Là, j’ai plongé sous la table pour m’attacher les cheveux et enlever ma veste de présentatrice. Maman dit qu’il faut des manches courtes pour faire de la magie, sinon tout le monde pense toujours que tout est caché dedans.

Lorsque je suis ressortie, papa, maman, mamie et Victor ont applaudi. 80

– On n’applaudit pas à la télé, j’ai rappelé gentiment.

– Ouais, mais on parle pas non plus aux téléspectateurs, m’a rétorqué Lucas.

Je n’ai pas répondu et je me suis assise pour faire mon lapping. Succès. Même Lucas a levé un sourcil impressionné.

J’ai fait apparaître la cage derrière le carré de soie noire.

Et là, clou de mon spectacle et de mon journal télévisé, j’ai retiré le drap, j’ai ouvert la cage et j’ai mis ma main dedans.

Mon écureuil était en boule au fond de sa cage, il remuait son nez.

Quand il a levé le museau vers moi, j’ai fait : “Ti ti ti.”

Il s’est approché et là… Ahhhhh…

Il m’a sauté dessus ! Il m’a mordu le doigt et, dans la panique, j’ai brusquement retiré ma main de la cage. Il en a profité pour bondir sur ma nappe de magicienne. Je me suis jetée sur lui, ce qui a eu pour effet de faire tomber la pièce qui était sur mes genoux. Il a fait un saut, une esquive, un autre saut pour atterrir sur le rebord de la fenêtre !

Tout le monde s’est levé, mais c’était trop tard, il s’était faufilé par l’embrasure et, complètement affolé, il s’est jeté du premier étage pour atterrir sur le toit d’une voiture.

Papa a ouvert en grand la fenêtre et on s’est tous penchés. L’écureuil s’est élancé sur la route.

– Attention ! on a hurlé.

Et là, l’animal a fait un bond, deux bonds, il a échappé de justesse à une voiture alors qu’on poussait tous un cri.

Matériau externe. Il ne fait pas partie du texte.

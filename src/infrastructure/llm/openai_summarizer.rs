use std::sync::Arc;

use async_trait::async_trait;

use crate::application::ports::{Stage, StageError, Summarizer};
use crate::infrastructure::text_processing::{EMPTY_TRANSCRIPT_SUMMARY, sanitize_provider_text};

use super::openai_chat_client::OpenAiChatClient;

pub struct OpenAiSummarizer {
    chat: Arc<OpenAiChatClient>,
}

impl OpenAiSummarizer {
    pub fn new(chat: Arc<OpenAiChatClient>) -> Self {
        Self { chat }
    }
}

fn summary_instructions(language: &str) -> String {
    format!(
        "You summarize spoken audio transcripts. Write a concise summary that keeps \
         names, numbers and decisions. Answer in the language with code '{}' and \
         return only the summary text.",
        language
    )
}

#[async_trait]
impl Summarizer for OpenAiSummarizer {
    async fn summarize(&self, transcript: &str, language: &str) -> Result<String, StageError> {
        if transcript.trim().is_empty() {
            return Ok(EMPTY_TRANSCRIPT_SUMMARY.to_string());
        }

        tracing::debug!(model = %self.chat.model(), chars = transcript.len(), "Requesting summary");

        let summary = self
            .chat
            .complete(
                Stage::Summarization,
                &summary_instructions(language),
                transcript,
            )
            .await?;

        let summary = sanitize_provider_text(&summary);
        if summary.is_empty() {
            return Err(StageError::invalid_response(
                Stage::Summarization,
                "provider returned an empty summary",
            ));
        }
        Ok(summary)
    }
}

Il s’est perché sur le capot d’une camionnette à l’arrêt, puis il s’est jeté sur l’arbre qui pousse maladivement sur le trottoir. J’avais les mains agrippées au bord de la fenêtre. Mon père était figé dans une drôle de position avec la bouche ouverte. Plus personne ne bougeait. L’écureuil a escaladé le tronc. Il s’est retourné pour nous regarder et il a disparu dans les feuillages. La tension dans la maison s’est relâchée d’un coup. Il y a eu un long… très long moment de silence.

Les épaules de Victor se sont affaissées.

– Bon…

Il s’est raclé la gorge comme s’il cherchait quelque chose à dire.

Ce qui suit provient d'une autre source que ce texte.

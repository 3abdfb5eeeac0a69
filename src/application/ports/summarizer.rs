use async_trait::async_trait;

use super::StageError;

#[async_trait]
pub trait Summarizer: Send + Sync {
    async fn summarize(&self, transcript: &str, language: &str) -> Result<String, StageError>;
}
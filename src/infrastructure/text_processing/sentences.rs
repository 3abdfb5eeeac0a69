use unicode_segmentation::UnicodeSegmentation;

/// Splits text on Unicode sentence boundaries, dropping blank pieces.
pub fn split_sentences(text: &str) -> Vec<String> {
    text.unicode_sentences()
        .map(str::trim)
        .filter(|sentence| !sentence.is_empty())
        .map(String::from)
        .collect()
}

pub(crate) fn sentence_words(sentence: &str) -> Vec<String> {
    sentence
        .unicode_words()
        .map(|word| word.to_lowercase())
        .collect()
}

– Je suppose que nous allons y aller ?

Il a jeté un petit coup d’œil ennuyé à Adèle qui est partie chercher son manteau, la tête basse.

Lucas a ramassé la pièce qui était tombée sur le tapis :

– Je peux la garder ?

J’ai même pas eu le courage de m’énerver.

– En tout cas, a-t-il repris, j’ai adoré le finale ! Et il a éclaté de rire.

Plus tard

Tu sais ce qu’il a osé dire ce soir, mon crétin de frère ?

Alors que je passais dans la salle pour aller aux toilettes en essayant d’être transparente, il m’a apostrophé et m’a désigné le mur sur lequel ma flèche était punaisée :

– Ce n’est pas le thermomètre de la frustration que tu aurais dû inventer, mais le thermomètre de l’humiliation ! Là, tu aurais atteint des sommets !

Et il a tellement rigolé qu’il est tombé du canapé.

Yohenn a rejoint la petite estrade et, profitant du brouhaha, Jean m’a soufflé, un peu affolé :

– Je l’ai mis dans une boîte en carton.

Mais je crois qu’il est en train de la grignoter…

Comme je n’ai pas compris, je me suis penchée pour ouvrir son sac. Et là, j’ai vu un énorme museau blanc, avec de longues moustaches et deux yeux rouges dépassant d’un carton à moitié rongé.

J’ai fait un bond en arrière et j’ai hurlé en chuchotant :

– Mais c’est quoi, ce truc ?

– Mon cadeau de Noël : un rat albinos.

Il s’est tourné vers moi, ravi : je te le donne si j’ai les félicitations au deuxième trimestre.

J’ai jeté un nouveau coup d’œil à l’animal pour bien considérer la question. Il me regardait avec ses gros yeux rouges très mignons, et je voyais sa peau se plisser sous sa fourrure rase.

J’ai eu envie de le caresser. J’ai regardé Jean. Et pour la deuxième fois de l’année, mon cœur est tombé par terre.

– Tu les auras tes félicitations, j’ai garanti.

– Alors t’auras ton rat, m’a-t-il promis. Et on s’est sourit.